Hurricane Lane, now a Category 4 storm, is bringing heavy rain to parts of Hawaii's Big Island. CNN Meteorologist Jennifer Gray has the latest update.

Posted: Aug 24, 2018 11:49 AM
Updated: Aug 24, 2018 12:00 PM

Hurricane Lane weakened as it chugged toward Hawaii on Thursday, but officials warned residents that the storm was still a significant rainmaker.

More than 19 inches of rain fell on a northeastern section of Hawaii's Big Island during a 24-hour period, the National Weather Service said.

The outer bands of the Category 3 cyclone pummeled Big Island on Thursday, triggering landslides and causing flooding that forced officials to close some roads.

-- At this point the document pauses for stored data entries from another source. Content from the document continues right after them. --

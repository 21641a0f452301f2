use std::convert::TryFrom;

use anyhow::{anyhow, Result};
use chrono::{DateTime, TimeZone, Utc};

pub fn to_i64(value: usize) -> Result<i64> {
    i64::try_from(value).map_err(|_| anyhow!("value {value} exceeds SQLite INTEGER range"))
}

/// SQLite reads `LIMIT -1` as "no limit"; anything past `i64::MAX` means the same.
pub fn limit_to_sql(limit: usize) -> i64 {
    i64::try_from(limit).unwrap_or(-1)
}

pub fn epoch_millis(value: DateTime<Utc>) -> i64 {
    value.timestamp_millis()
}

pub fn datetime_from_millis(value: i64, field: &str) -> Result<DateTime<Utc>> {
    Utc.timestamp_millis_opt(value)
        .single()
        .ok_or_else(|| anyhow!("{field} contains out-of-range timestamp {value}"))
}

The center of the storm -- which could become the first major cyclone to make landfall in the state in 26 years -- is expected to move very close to the main islands or cross land through Friday, the Central Pacific Hurricane Center said.

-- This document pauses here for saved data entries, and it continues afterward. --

//! Messages exchanged between the page context and the background worker.

use serde::{Deserialize, Serialize};

#[derive(Debug, Clone, PartialEq, Serialize, Deserialize)]
#[serde(tag = "action", rename_all = "camelCase")]
pub enum Message {
    #[serde(rename_all = "camelCase")]
    GetSelectionContext { selected_text: String },
    ShowExplanation(ShowExplanation),
}

/// Reply to [`Message::GetSelectionContext`].
#[derive(Debug, Clone, Default, PartialEq, Serialize, Deserialize)]
pub struct SelectionContextResponse {
    pub sentence: Option<String>,
}

#[derive(Debug, Clone, PartialEq, Serialize, Deserialize)]
pub struct ShowExplanation {
    pub explanation: String,
    #[serde(default, skip_serializing_if = "Option::is_none")]
    pub loading: Option<bool>,
    #[serde(default, skip_serializing_if = "Option::is_none")]
    pub error: Option<bool>,
}

impl ShowExplanation {
    pub fn loading() -> Self {
        Self {
            explanation: "Loading...".into(),
            loading: Some(true),
            error: None,
        }
    }

    pub fn success(explanation: impl Into<String>) -> Self {
        Self {
            explanation: explanation.into(),
            loading: None,
            error: None,
        }
    }

    pub fn error(message: impl std::fmt::Display) -> Self {
        Self {
            explanation: format!("Error: {message}"),
            loading: None,
            error: Some(true),
        }
    }

    pub fn is_error(&self) -> bool {
        self.error.unwrap_or(false)
    }
}

impl From<ShowExplanation> for Message {
    fn from(message: ShowExplanation) -> Self {
        Message::ShowExplanation(message)
    }
}
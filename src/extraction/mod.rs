//! Sentence context around a text selection.
//!
//! The algorithm in [`sentence`] only reads a tree through the
//! [`DocumentTree`] trait, so it runs the same over a live document adapter
//! or over the arena-backed [`Document`] used by the CLI and tests.

pub mod document;
pub mod sentence;
pub mod tree;

pub use document::{Document, NodeId};
pub use sentence::{extract_sentence, MAX_SCAN_CHARS, SENTENCE_TERMINATORS};
pub use tree::{BoundaryPoint, Display, DocumentTree, Selection, SelectionRange};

For live updates on the storm, click here

Officials fretted over the potential water impacts from the storm, which was moving at 6 mph.

"Lane, while it has been downgraded, is wide and very moist. And it's going to hang around for a while as it moves, because it is moving slowly," Honolulu Mayor Kirk Caldwell said. "And that is why we are taking so much precaution here."

Tom Travis, administrator of the Hawaii Emergency Agency, said the islands almost certainly will have more water -- rain, surf and surge -- than infrastructure can handle.

It could be so devastating Gov. David Ige has urged residents to set aside two weeks' worth of food and water.

He said Thursday that hurricane winds were expected to plow into the Big Island on Thursday night.

The storm's outer bands brought floodwaters to Hilo on the Big Island. Jonathan T. Correa recorded video using a drone over fields near Hilo Bay.

The storm's center, with maximum sustained winds near 125 mph, was in the Pacific about 190 miles south-southwest of the Big Island town of Kailua-Kona around 11 a.m. HT (5 p.m. ET).

Forecaster Leigh Anne Eaton, from the Honolulu office of the National Weather Service, told reporters that Lane is moving into an area where wind shear will further weaken the storm.

But the storm will still be a major hurricane as the eye passes Hawaii, she said.

Forecasters think the storm will turn west -- away from the islands -- but are uncertain when that will happen.

Track the storm here

Rain causes landslides

Landslides are a concern, with 10-30 inches of rain forecast through the weekend -- and slides were already happening on the Big Island as the storm's outer bands hit Thursday morning.

On the Big Island's northern tip, landslides were blocking parts of Route 19, the county civil defense agency said.

About 3 to 19.15 inches of rain had already fallen on parts of the Big Island in the period from 9 a.m. Wednesday to 9 a.m. Thursday, the National Weather Service office in Honolulu said.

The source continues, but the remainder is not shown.